### What needs to be done
Every record, from the first line to the last, needs to be given again exactly.

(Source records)

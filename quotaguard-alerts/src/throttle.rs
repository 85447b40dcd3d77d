use std::sync::Mutex;
use std::time::Duration;

use chrono::{DateTime, Utc};

struct BucketState {
    tokens: f64,
    updated_at: DateTime<Utc>,
}

/// Continuous-refill token bucket gating alert delivery.
///
/// `capacity = rate_per_minute`, refilling at `rate_per_minute / 60`
/// tokens per second, matching the retrieval pack's rate-limiter shape.
pub struct TokenBucket {
    state: Mutex<BucketState>,
    capacity: f64,
    rate_per_second: f64,
}

impl TokenBucket {
    /// Builds a full bucket sized to `rate_per_minute`.
    #[must_use]
    pub fn new(rate_per_minute: u32, now: DateTime<Utc>) -> Self {
        let capacity = f64::from(rate_per_minute).max(0.0);
        Self {
            state: Mutex::new(BucketState { tokens: capacity, updated_at: now }),
            capacity,
            rate_per_second: capacity / 60.0,
        }
    }

    /// Attempts to take one token. On success, one token is consumed. On
    /// failure, returns the duration until one token will be available.
    pub fn try_acquire(&self, now: DateTime<Utc>) -> Result<(), Duration> {
        let mut state = self.state.lock().expect("token bucket mutex poisoned");
        let elapsed = (now - state.updated_at).num_milliseconds().max(0) as f64 / 1000.0;
        state.tokens = (state.tokens + elapsed * self.rate_per_second).min(self.capacity);
        state.updated_at = now;

        if state.tokens >= 1.0 {
            state.tokens -= 1.0;
            Ok(())
        } else if self.rate_per_second <= 0.0 {
            Err(Duration::MAX)
        } else {
            let deficit = 1.0 - state.tokens;
            Err(Duration::from_secs_f64(deficit / self.rate_per_second))
        }
    }
}

#[cfg(test)]
mod tests {
    use super::*;

    #[test]
    fn bucket_starts_full_and_drains() {
        let now = Utc::now();
        let bucket = TokenBucket::new(2, now);
        assert!(bucket.try_acquire(now).is_ok());
        assert!(bucket.try_acquire(now).is_ok());
        assert!(bucket.try_acquire(now).is_err());
    }

    #[test]
    fn bucket_refills_over_time() {
        let now = Utc::now();
        let bucket = TokenBucket::new(60, now);
        for _ in 0..60 {
            bucket.try_acquire(now).unwrap();
        }
        assert!(bucket.try_acquire(now).is_err());
        let later = now + chrono::Duration::seconds(1);
        assert!(bucket.try_acquire(later).is_ok());
    }

    #[test]
    fn retry_after_reflects_remaining_deficit() {
        let now = Utc::now();
        let bucket = TokenBucket::new(60, now);
        for _ in 0..60 {
            bucket.try_acquire(now).unwrap();
        }
        let err = bucket.try_acquire(now).unwrap_err();
        assert!((err.as_secs_f64() - 1.0).abs() < 1e-6);
    }
}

### Solution for this task
filename quotaguard-alerts/src/throttle.rs
repository 85447b40dcd3d77d
use std::sync::Mutex;
use std::time::Duration;

use chrono::{DateTime, Utc};

struct BucketState {
    tokens: f64,
    updated_at: DateTime<Utc>,
}

/// Continuous-refill token bucket gating alert delivery.
///
/// `capacity = rate_per_minute`, refilling at `rate_per_minute / 60`
/// tokens per second, matching the retrieval pack's rate-limiter shape.
pub struct TokenBucket {
    state: Mutex<BucketState>,
    capacity: f64,
    rate_per_second: f64,
}

impl TokenBucket {
    /// Builds a full bucket sized to `rate_per_minute`.
    #[must_use]
    pub fn new(rate_per_minute: u32, now: DateTime<Utc>) -> Self {
        let capacity = f64::from(rate_per_minute).max(0.0);
        Self {
            state: Mutex::new(BucketState { tokens: capacity, updated_at: now }),
            capacity,
            rate_per_second: capacity / 60.0,
        }
    }

    /// Attempts to take one token. On success, one token is consumed. On
    /// failure, returns the duration until one token will be available.
    pub fn try_acquire(&self, now: DateTime<Utc>) -> Result<(), Duration> {
        let mut state = self.state.lock().expect("token bucket mutex poisoned");
        let elapsed = (now - state.updated_at).num_milliseconds().max(0) as f64 / 1000.0;
        state.tokens = (state.tokens + elapsed * self.rate_per_second).min(self.capacity);
        state.updated_at = now;

        if state.tokens >= 1.0 {
            state.tokens -= 1.0;
            Ok(())
        } else if self.rate_per_second <= 0.0 {
            Err(Duration::MAX)
        } else {
            let deficit = 1.0 - state.tokens;
            Err(Duration::from_secs_f64(deficit / self.rate_per_second))
        }
    }
}

#[cfg(test)]
mod tests {
    use super::*;

    #[test]
    fn bucket_starts_full_and_drains() {
        let now = Utc::now();
        let bucket = TokenBucket::new(2, now);
        assert!(bucket.try_acquire(now).is_ok());
        assert!(bucket.try_acquire(now).is_ok());
        assert!(bucket.try_acquire(now).is_err());
    }

    #[test]
    fn bucket_refills_over_time() {
        let now = Utc::now();
        let bucket = TokenBucket::new(60, now);
        for _ in 0..60 {
            bucket.try_acquire(now).unwrap();
        }
        assert!(bucket.try_acquire(now).is_err());
        let later = now + chrono::Duration::seconds(1);
        assert!(bucket.try_acquire(later).is_ok());
    }

    #[test]
    fn retry_after_reflects_remaining_deficit() {
        let now = Utc::now();
        let bucket = TokenBucket::new(60, now);
        for _ in 0..60 {
            bucket.try_acquire(now).unwrap();
        }
        let err = bucket.try_acquire(now).unwrap_err();
        assert!((err.as_secs_f64() - 1.0).abs() < 1e-6);
    }
}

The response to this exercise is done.